Tragam as lembranças e o presente
os sãos e os doentes
os mendigos e os fidalgos
o forcado, o cavaleiro, o matador
todos eles com o touro à cintura
já que a arena é bem grande
e todos têm lugar em pé…
Mas venham!
Venham sem cerimónia, sem requintes
naturalmente
como natural é o céu e a voz encoberta
para lá da montanha.
Lembrem-se que todos têm o seu presente e o seu fim…
Que tudo cresce e tudo passa…
Que as noites são dias que se põem
e as manhãs luzes que se despregam…
Lembrem-se que são mortos os que pensamos
mas que são os vivos, os que nos amam…
Que tudo é igual
desde que não se mostre diferente…
Que uma hora não é igual ao tempo
mas que o tempo é uma hora…
Mas venham!
Tragam cânticos negros e odes triunfais
dispersão e mulheres de luto
o antónio-só clepsidra e as sombras e as vozes
cézanne van gogh picasso modigliani dali
almada amadeo bual lud seixas osório
um exercito de não soldados que lutam pela eternidade.
Mas venham!
Tragam nas mãos
rosas, cravos, manjericos, orquídeas
o que quiserem…
Mas venham!
Já que o mundo é mundo e o homem se acaba…
Já que a mão que acende cigarros, também acende fogos
e toca em botões e propulsiona ogivas
e não pára e não pára e não pára…
Parar, é como não saber! Mas o homem sabe
e sobe e desce e avança e recua
e obstina-se e cria
inventa para lá das memórias
para lá do sentido que possui
para lá da volta que dá ao mundo
para lá da montanha que sobe
para lá do mar em que mergulha
para lá de si para lá de tudo…
Tempo preciso, tempo necessário.
Uma flor que espreita empoleirada no muro…
Tanto silencio, estranho silêncio
a lembrar a sepultura em que estás deitada…
Vem-me com a tua serenidade diária
amiga dos meus tempos incompletos
dos meus gestos irreflectidos
suster o meu corpo de bebida entorpecente…
Traz-me a tua a tua imagem involuntária
que todos os dias espreito
todos os dias rezo na minha oração inacabada
como os olhares das filhas que me pedem
ou o beijo da mulher que me envolve…
Vem, vem dizer-me que não me engano
que não me posso enganar
que sou como o lusíada guerreiro
como o lusíada navegante
como o lusíada involuntário de ser lusíada
involuntário de ser alguém, involuntário de ser lido…
Vem até mim, ventre histórico, ventre de onde vim
ventre da minha saliva e das minhas lágrimas
ventre dos meus planos sempre inclinados
das minhas suposições incompletas
das minhas realidades risonhas, mas dispersas
do fumo que fumo sem fumar
do olhar que me deito e que não sinto
de tudo o que me parece triste mas que é real.

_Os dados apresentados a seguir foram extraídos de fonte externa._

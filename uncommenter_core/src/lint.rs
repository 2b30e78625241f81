use std::collections::HashSet;
use std::fmt;

use serde::Serialize;
use serde_yaml_ng::Value;

use crate::UncommentError;
use crate::UncommentResult;
use crate::line::bracket_delta;
use crate::line::is_blank;
use crate::line::is_comment;
use crate::line::key_value;
use crate::line::leading_columns;
use crate::loader::load;

pub const RULE_SYNTAX: &str = "syntax";
pub const RULE_KEY_DUPLICATES: &str = "key-duplicates";
pub const RULE_INDENTATION: &str = "indentation";
pub const RULE_LINE_LENGTH: &str = "line-length";

/// Lint configuration used when none is supplied.
pub const DEFAULT_LINT_CONFIG: &str = "\
rules:
  indentation: {spaces: 2, indent-sequences: whatever}
  key-duplicates: enable
  line-length: {max: 80}
";

#[derive(Debug, Clone, Copy, PartialEq, Eq, Serialize)]
#[serde(rename_all = "lowercase")]
pub enum LintLevel {
	Warning,
	Error,
}

impl fmt::Display for LintLevel {
	fn fmt(&self, f: &mut fmt::Formatter<'_>) -> fmt::Result {
		match self {
			Self::Warning => write!(f, "warning"),
			Self::Error => write!(f, "error"),
		}
	}
}

/// A single linter diagnostic.
#[derive(Debug, Clone, PartialEq, Eq, Serialize)]
pub struct LintProblem {
	/// 1-indexed.
	pub line: usize,
	/// 1-indexed.
	pub column: usize,
	pub rule: String,
	pub level: LintLevel,
	pub message: String,
}

impl fmt::Display for LintProblem {
	fn fmt(&self, f: &mut fmt::Formatter<'_>) -> fmt::Result {
		write!(
			f,
			"{}:{}: [{}] {} ({})",
			self.line, self.column, self.level, self.message, self.rule
		)
	}
}

#[derive(Debug, Clone, PartialEq, Eq)]
pub struct IndentationRule {
	pub spaces: usize,
	pub level: LintLevel,
}

impl Default for IndentationRule {
	fn default() -> Self {
		Self {
			spaces: 2,
			level: LintLevel::Error,
		}
	}
}

#[derive(Debug, Clone, PartialEq, Eq)]
pub struct LineLengthRule {
	pub max: usize,
	pub allow_non_breakable_words: bool,
	pub level: LintLevel,
}

impl Default for LineLengthRule {
	fn default() -> Self {
		Self {
			max: 80,
			allow_non_breakable_words: true,
			level: LintLevel::Error,
		}
	}
}

/// Enabled rules and their options. `None` means the rule is disabled.
#[derive(Debug, Clone, PartialEq, Eq)]
pub struct LintConfig {
	pub indentation: Option<IndentationRule>,
	pub key_duplicates: Option<LintLevel>,
	pub line_length: Option<LineLengthRule>,
}

impl Default for LintConfig {
	fn default() -> Self {
		Self {
			indentation: Some(IndentationRule::default()),
			key_duplicates: Some(LintLevel::Error),
			line_length: Some(LineLengthRule::default()),
		}
	}
}

impl LintConfig {
	/// Parse yamllint-style configuration text. Rules that are not mentioned
	/// keep their defaults; unknown rules are ignored.
	pub fn parse(text: &str) -> UncommentResult<Self> {
		let root: Value =
			serde_yaml_ng::from_str(text).map_err(|e| UncommentError::LintConfig(e.to_string()))?;
		let mut config = Self::default();

		let rules = match root.get("rules") {
			None | Some(Value::Null) => return Ok(config),
			Some(Value::Mapping(rules)) => rules,
			Some(_) => {
				return Err(UncommentError::LintConfig(
					"`rules` must be a mapping".to_string(),
				));
			}
		};

		for (name, options) in rules {
			let Some(name) = name.as_str() else {
				continue;
			};

			match name {
				RULE_INDENTATION => {
					config.indentation = rule_options(name, options)?.map(|options| {
						let spaces = options
							.and_then(|o| o.get("spaces"))
							.and_then(Value::as_u64)
							.map_or(2, |spaces| spaces as usize);
						IndentationRule {
							spaces: spaces.max(1),
							level: level_of(options),
						}
					});
				}
				RULE_KEY_DUPLICATES => {
					config.key_duplicates = rule_options(name, options)?.map(level_of);
				}
				RULE_LINE_LENGTH => {
					config.line_length = rule_options(name, options)?.map(|options| {
						let defaults = LineLengthRule::default();
						LineLengthRule {
							max: options
								.and_then(|o| o.get("max"))
								.and_then(Value::as_u64)
								.map_or(defaults.max, |max| max as usize),
							allow_non_breakable_words: options
								.and_then(|o| o.get("allow-non-breakable-words"))
								.and_then(Value::as_bool)
								.unwrap_or(defaults.allow_non_breakable_words),
							level: level_of(options),
						}
					});
				}
				_ => {}
			}
		}

		Ok(config)
	}
}

/// `Ok(None)` for a disabled rule, `Ok(Some(None))` for a bare `enable`,
/// `Ok(Some(Some(map)))` for a rule with options.
fn rule_options<'v>(name: &str, options: &'v Value) -> UncommentResult<Option<Option<&'v Value>>> {
	match options {
		Value::String(toggle) if toggle == "disable" => Ok(None),
		Value::String(toggle) if toggle == "enable" => Ok(Some(None)),
		Value::Bool(false) => Ok(None),
		Value::Bool(true) | Value::Null => Ok(Some(None)),
		Value::Mapping(_) => Ok(Some(Some(options))),
		other => {
			Err(UncommentError::LintConfig(format!(
				"rule `{name}` must be `enable`, `disable` or a mapping, found `{other:?}`"
			)))
		}
	}
}

fn level_of(options: Option<&Value>) -> LintLevel {
	match options.and_then(|o| o.get("level")).and_then(Value::as_str) {
		Some("warning") => LintLevel::Warning,
		_ => LintLevel::Error,
	}
}

/// A linter consulted by the repair loop.
pub trait Linter {
	fn run(&self, text: &str, config: &LintConfig) -> Vec<LintProblem>;
}

/// Built-in linter covering the rules the repair loop acts on.
#[derive(Debug, Clone, Copy, Default)]
pub struct YamlLinter;

impl Linter for YamlLinter {
	fn run(&self, text: &str, config: &LintConfig) -> Vec<LintProblem> {
		let mut problems = Vec::new();

		if let Err(e) = load(text) {
			let (line, column) = e
				.location()
				.map_or((1, 1), |location| (location.line(), location.column()));
			problems.push(LintProblem {
				line,
				column,
				rule: RULE_SYNTAX.to_string(),
				level: LintLevel::Error,
				message: e.to_string(),
			});
		}

		let rows = structural_rows(text);

		if let Some(level) = config.key_duplicates {
			check_key_duplicates(&rows, level, &mut problems);
		}
		if let Some(rule) = &config.indentation {
			check_indentation(&rows, rule, &mut problems);
		}
		if let Some(rule) = &config.line_length {
			check_line_length(text, rule, &mut problems);
		}

		problems.sort_by_key(|problem| (problem.line, problem.column));
		problems
	}
}

/// A data row outside block-scalar bodies and flow continuations.
struct StructuralRow<'a> {
	/// 1-indexed.
	line: usize,
	text: &'a str,
	columns: usize,
}

fn structural_rows(text: &str) -> Vec<StructuralRow<'_>> {
	let mut rows = Vec::new();
	let mut block_scalar_owner: Option<usize> = None;
	let mut flow_depth = 0;

	for (index, text) in text.lines().enumerate() {
		if is_blank(text) {
			continue;
		}
		let columns = leading_columns(text);

		if let Some(owner) = block_scalar_owner {
			if columns > owner {
				continue;
			}
			block_scalar_owner = None;
		}
		if flow_depth > 0 {
			flow_depth += bracket_delta(text);
			continue;
		}
		if is_comment(text) {
			continue;
		}

		let body = strip_trailing_comment(text.trim());
		let value = key_value(body).and_then(|row| row.value).unwrap_or(body);
		if value.starts_with(['|', '>']) {
			block_scalar_owner = Some(columns);
		} else {
			flow_depth = bracket_delta(value).max(0);
		}

		rows.push(StructuralRow {
			line: index + 1,
			text,
			columns,
		});
	}

	rows
}

fn strip_trailing_comment(text: &str) -> &str {
	text.find(" #").map_or(text, |index| text[..index].trim_end())
}

fn check_key_duplicates(rows: &[StructuralRow<'_>], level: LintLevel, problems: &mut Vec<LintProblem>) {
	// Open mappings, innermost last: key column and keys seen so far.
	let mut scopes: Vec<(usize, HashSet<String>)> = Vec::new();

	for row in rows {
		let trimmed = row.text.trim();
		if trimmed == "---" || trimmed == "..." {
			scopes.clear();
			continue;
		}

		let Some(entry) = key_value(strip_trailing_comment(trimmed)) else {
			// Scalar list item or continuation; it closes deeper mappings.
			scopes.retain(|(scope_column, _)| *scope_column <= row.columns);
			continue;
		};

		let key_column = row.columns + entry.dash;
		let key = entry.key;

		// A list marker starts a fresh mapping at its key column.
		scopes.retain(|(scope_column, _)| {
			*scope_column < key_column || (entry.dash == 0 && *scope_column == key_column)
		});

		match scopes.last_mut() {
			Some((scope_column, keys)) if *scope_column == key_column => {
				if !keys.insert(key.to_string()) {
					problems.push(LintProblem {
						line: row.line,
						column: key_column + 1,
						rule: RULE_KEY_DUPLICATES.to_string(),
						level,
						message: format!("duplication of key \"{key}\" in mapping"),
					});
				}
			}
			_ => scopes.push((key_column, HashSet::from([key.to_string()]))),
		}
	}
}

fn check_indentation(rows: &[StructuralRow<'_>], rule: &IndentationRule, problems: &mut Vec<LintProblem>) {
	for row in rows {
		if row.columns % rule.spaces != 0 {
			problems.push(LintProblem {
				line: row.line,
				column: row.columns + 1,
				rule: RULE_INDENTATION.to_string(),
				level: rule.level,
				message: format!(
					"wrong indentation: expected a multiple of {} but found {}",
					rule.spaces, row.columns
				),
			});
		}
	}
}

fn check_line_length(text: &str, rule: &LineLengthRule, problems: &mut Vec<LintProblem>) {
	for (index, line) in text.lines().enumerate() {
		let length = line.chars().count();
		if length <= rule.max {
			continue;
		}

		if rule.allow_non_breakable_words {
			let word = line
				.trim_start()
				.trim_start_matches(['#', '-'])
				.trim_start();
			if !word.contains(char::is_whitespace) {
				continue;
			}
		}

		problems.push(LintProblem {
			line: index + 1,
			column: rule.max + 1,
			rule: RULE_LINE_LENGTH.to_string(),
			level: rule.level,
			message: format!("line too long ({length} > {} characters)", rule.max),
		});
	}
}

Tanto tempo, tanto dia sem realidade alguma
por detrás do meu silêncio
de olhos a lembrarem olhos
livros a lembrarem estátuas
poemas a lembrarem lágrimas
por ti por ele por nós!...
Que o tempo avance e se complete
mas que venha!
Venha como tu como todos a quem espero
e que não sendo muitos serão os bastantes
os verdadeiros os únicos
aqueles que terão a palavra para explicar
porque foi escrita…
Na incógnita noite os restos do poema…
A precisar de ser tempo
a ter de ser espaço…
Desenho quadro casa grande
cavalo selvagem sem domador…
E se for preciso
redigo o que alguém disse:
- Batam em latas!
Toquem no grande concerto abstracto
mas… batam em latas!
Firam o choro se o houveras lágrimas se caírem
a dor que alguém sinta o luto que possam tomar…

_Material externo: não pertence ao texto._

use std::path::PathBuf;

use clap::Parser;
use clap::ValueEnum;
use uncommenter_core::mrcf::Flavor;

#[derive(Parser)]
#[command(
	author,
	version,
	about = "Turn a commented YAML template into a working configuration file.",
	long_about = "uncommenter un-comments the data rows of a commented YAML template, keeps \
	              commented prose as it is, repairs the structure with a lint-and-fix loop, and \
	              replaces `{{ … }}` placeholders with values from a parameter catalogue, Helm \
	              chart values, or the placeholder's own per-flavor defaults.\n\nExamples:\n  \
	              uncommenter values.tpl.yaml values.yaml\n  uncommenter values.tpl.yaml \
	              values.yaml --mrcf catalogue.json --helm charts/ --flavor large-system\n  \
	              uncommenter values.tpl.yaml values.yaml --trace trace.json --diff"
)]
#[allow(clippy::struct_excessive_bools)]
pub struct UncommenterCli {
	/// The commented YAML template to read.
	pub input: PathBuf,

	/// Where to write the processed document. Nothing is written when
	/// processing fails.
	pub output: PathBuf,

	/// Parameter catalogue (MRCF JSON) to resolve placeholders from.
	#[arg(long)]
	pub mrcf: Option<PathBuf>,

	/// Helm chart directory, `.tgz` archive, or `values.yaml` file.
	#[arg(long)]
	pub helm: Option<PathBuf>,

	/// Deployment flavor used to pick per-flavor defaults.
	#[arg(long, value_enum)]
	pub flavor: Option<FlavorArg>,

	/// Configuration file. Command-line options take precedence over its
	/// fields.
	#[arg(long, short)]
	pub config: Option<PathBuf>,

	/// Write logs to this file instead of stderr.
	#[arg(long)]
	pub log: Option<PathBuf>,

	/// Also write the repaired document, before placeholders are resolved.
	#[arg(long)]
	pub fixed: Option<PathBuf>,

	/// Write the decision trace as JSON.
	#[arg(long)]
	pub trace: Option<PathBuf>,

	/// Skip the lint-and-repair loop as if no linter were available.
	#[arg(long, default_value_t = false)]
	pub no_lint: bool,

	/// Print a unified diff of the input against the output.
	#[arg(long, default_value_t = false)]
	pub diff: bool,

	/// Log every decision.
	#[arg(long, short, default_value_t = false)]
	pub verbose: bool,

	/// Disable colored output.
	#[arg(long, default_value_t = false)]
	pub no_color: bool,
}

#[derive(Debug, Clone, Copy, PartialEq, Eq, ValueEnum)]
pub enum FlavorArg {
	SmallSystem,
	StandardSystem,
	LargeSystem,
}

impl From<FlavorArg> for Flavor {
	fn from(value: FlavorArg) -> Self {
		match value {
			FlavorArg::SmallSystem => Self::SmallSystem,
			FlavorArg::StandardSystem => Self::StandardSystem,
			FlavorArg::LargeSystem => Self::LargeSystem,
		}
	}
}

Brinquem com a bola pequena, vermelha e branca.
Atirem-na para as nuvens
para que se possa perder…
Foi o meu brinquedo de ouro rasgado
com que brincava todos os dias
com que saltava a janela do rés-do-chão
e jogava na praceta.
Hoje, tem a cor disforme do passado
a lembrar a incógnita noite
a perseguir os rastos do poema!...
José Manuel Capêlo, Odes submersas, Átrio, 1995.